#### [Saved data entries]

--------------------

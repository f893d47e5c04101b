//! Intake session state machine. Tracks which step the conversation is in.
//!
//! The session is a plain value. Transition helpers append transcript
//! entries and advance the step; the wizard runs them against a working copy
//! and commits the copy only when the whole turn succeeded.

use chrono::{DateTime, Utc};
use serde::{Deserialize, Serialize};
use uuid::Uuid;

use crate::error::SessionError;

use super::extract::{ChildIdentity, PLACEHOLDER_AGE, PLACEHOLDER_NAME, extract_identity};
use super::questions::{QUESTION_COUNT, render_question};

pub const GREETING: &str =
    "👋 Hey! I am your personal scheduler. Let's create a custom wellness plan together.";
pub const IDENTITY_PROMPT: &str =
    "Please tell me your child's name and age (e.g., 'My child is Maya and she is 5').";
pub const GENERATING_NOTICE: &str = "✅ Thanks! I'm generating your custom wellness planner...";
pub const FINISHED_NOTICE: &str = "Your wellness plan is ready and available for download. \
     Start a new session if you'd like to plan for another child.";

/// Phases of the intake conversation.
///
/// Progresses linearly: Greeting → AwaitingIdentity → AwaitingAnswer(0..5) →
/// Complete.
#[derive(Debug, Clone, Copy, PartialEq, Eq, Serialize, Deserialize)]
#[serde(rename_all = "snake_case", tag = "phase", content = "question")]
pub enum WizardPhase {
    Greeting,
    AwaitingIdentity,
    /// Waiting for the answer to question `n` (zero-based).
    AwaitingAnswer(usize),
    Complete,
}

impl WizardPhase {
    /// Whether the session is done.
    pub fn is_terminal(&self) -> bool {
        matches!(self, Self::Complete)
    }
}

impl std::fmt::Display for WizardPhase {
    fn fmt(&self, f: &mut std::fmt::Formatter<'_>) -> std::fmt::Result {
        match self {
            Self::Greeting => write!(f, "greeting"),
            Self::AwaitingIdentity => write!(f, "awaiting_identity"),
            Self::AwaitingAnswer(n) => write!(f, "awaiting_answer_{}", n + 1),
            Self::Complete => write!(f, "complete"),
        }
    }
}

/// Who said a transcript line.
#[derive(Debug, Clone, Copy, PartialEq, Eq, Serialize, Deserialize)]
#[serde(rename_all = "lowercase")]
pub enum Speaker {
    User,
    Assistant,
}

/// One exchanged message, kept for replay.
#[derive(Debug, Clone, Serialize, Deserialize)]
pub struct TranscriptEntry {
    pub role: Speaker,
    pub content: String,
    pub timestamp: DateTime<Utc>,
}

/// The answer just recorded, with the question it belongs to.
#[derive(Debug, Clone, PartialEq, Eq)]
pub struct RecordedAnswer {
    pub question_index: usize,
    pub question: String,
    pub answer: String,
}

/// What follows an acknowledged answer.
#[derive(Debug, Clone, PartialEq, Eq)]
pub enum FollowUp {
    /// The next question was asked.
    NextQuestion(String),
    /// All questions are answered; the plan must be generated.
    PlanDue,
}

/// All state for one wizard run. Memory only.
#[derive(Debug, Clone, Serialize)]
pub struct Session {
    pub id: Uuid,
    step: usize,
    child_name: String,
    child_age: String,
    answers: Vec<String>,
    transcript: Vec<TranscriptEntry>,
    completed: bool,
}

impl Default for Session {
    fn default() -> Self {
        Self::new()
    }
}

impl Session {
    pub fn new() -> Self {
        Self {
            id: Uuid::new_v4(),
            step: 0,
            child_name: PLACEHOLDER_NAME.to_string(),
            child_age: PLACEHOLDER_AGE.to_string(),
            answers: Vec::new(),
            transcript: Vec::new(),
            completed: false,
        }
    }

    pub fn step(&self) -> usize {
        self.step
    }

    pub fn child_name(&self) -> &str {
        &self.child_name
    }

    pub fn child_age(&self) -> &str {
        &self.child_age
    }

    pub fn answers(&self) -> &[String] {
        &self.answers
    }

    pub fn transcript(&self) -> &[TranscriptEntry] {
        &self.transcript
    }

    pub fn is_complete(&self) -> bool {
        self.completed
    }

    /// Current phase, derived from the step counter.
    pub fn phase(&self) -> WizardPhase {
        if self.completed {
            return WizardPhase::Complete;
        }
        match self.step {
            0 => WizardPhase::Greeting,
            1 => WizardPhase::AwaitingIdentity,
            n => WizardPhase::AwaitingAnswer(n - 2),
        }
    }

    pub fn push_user(&mut self, content: impl Into<String>) {
        self.push(Speaker::User, content.into());
    }

    pub fn push_assistant(&mut self, content: impl Into<String>) {
        self.push(Speaker::Assistant, content.into());
    }

    fn push(&mut self, role: Speaker, content: String) {
        self.transcript.push(TranscriptEntry {
            role,
            content,
            timestamp: Utc::now(),
        });
    }

    /// Assistant messages appended since the transcript had `from` entries.
    pub fn assistant_messages_since(&self, from: usize) -> Vec<String> {
        self.transcript
            .iter()
            .skip(from)
            .filter(|e| e.role == Speaker::Assistant)
            .map(|e| e.content.clone())
            .collect()
    }

    /// Greeting → AwaitingIdentity. Emits the two opening messages.
    pub fn greet(&mut self) -> Result<(), SessionError> {
        if self.phase() != WizardPhase::Greeting {
            return Err(SessionError::AlreadyStarted);
        }
        self.push_assistant(GREETING);
        self.push_assistant(IDENTITY_PROMPT);
        self.step = 1;
        Ok(())
    }

    /// AwaitingIdentity → AwaitingAnswer(0). Extracts name and age from the
    /// introduction, acknowledges them and asks the first question.
    pub fn accept_identity(&mut self, input: &str) -> Result<ChildIdentity, SessionError> {
        self.expect_phase(WizardPhase::AwaitingIdentity, "accept the introduction")?;

        self.push_user(input);
        let identity = extract_identity(input);
        self.child_name = identity.name.clone();
        self.child_age = identity.age.clone();

        self.push_assistant(format!(
            "Nice to meet you! {} is {} years old. Let's continue.",
            identity.name, identity.age
        ));
        self.push_assistant(self.question(0));
        self.step = 2;
        Ok(identity)
    }

    /// Record the answer to the pending question.
    pub fn accept_answer(&mut self, input: &str) -> Result<RecordedAnswer, SessionError> {
        let question_index = match self.phase() {
            WizardPhase::AwaitingAnswer(n) if self.answers.len() == n => n,
            phase => {
                return Err(SessionError::InvalidPhase {
                    phase: phase.to_string(),
                    action: "accept an answer".to_string(),
                });
            }
        };

        self.push_user(input);
        self.answers.push(input.to_string());

        Ok(RecordedAnswer {
            question_index,
            question: self.question(question_index),
            answer: input.to_string(),
        })
    }

    /// Show the acknowledgment for the latest answer, then ask the next
    /// question or report that the plan is due.
    pub fn follow_up(&mut self, acknowledgment: &str) -> Result<FollowUp, SessionError> {
        let answered = match self.phase() {
            WizardPhase::AwaitingAnswer(n) if self.answers.len() == n + 1 => n + 1,
            phase => {
                return Err(SessionError::InvalidPhase {
                    phase: phase.to_string(),
                    action: "acknowledge an answer".to_string(),
                });
            }
        };

        self.push_assistant(acknowledgment.trim());

        if answered < QUESTION_COUNT {
            let next = self.question(answered);
            self.push_assistant(next.clone());
            self.step += 1;
            Ok(FollowUp::NextQuestion(next))
        } else {
            Ok(FollowUp::PlanDue)
        }
    }

    /// Terminal transition: show the plan and close the session. The step
    /// counter does not move.
    pub fn complete(&mut self, plan: &str) -> Result<(), SessionError> {
        if self.answers.len() != QUESTION_COUNT || self.completed {
            return Err(SessionError::InvalidPhase {
                phase: self.phase().to_string(),
                action: "complete the plan".to_string(),
            });
        }
        self.push_assistant(plan);
        self.completed = true;
        Ok(())
    }

    /// Pairs of (rendered question, answer) in asking order.
    pub fn question_answer_pairs(&self) -> Vec<(String, String)> {
        self.answers
            .iter()
            .enumerate()
            .map(|(i, answer)| (self.question(i), answer.clone()))
            .collect()
    }

    fn question(&self, index: usize) -> String {
        render_question(index, &self.child_name).unwrap_or_default()
    }

    fn expect_phase(&self, expected: WizardPhase, action: &str) -> Result<(), SessionError> {
        let phase = self.phase();
        if phase == expected {
            Ok(())
        } else {
            Err(SessionError::InvalidPhase {
                phase: phase.to_string(),
                action: action.to_string(),
            })
        }
    }
}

--------------------

#### [Work request]
All lines of the entries above where "serde" turns up should be reported.

#### [Answer space]
use serde::{Deserialize, Serialize};
#[serde(rename_all = "snake_case", tag = "phase", content = "question")]
#[serde(rename_all = "lowercase")]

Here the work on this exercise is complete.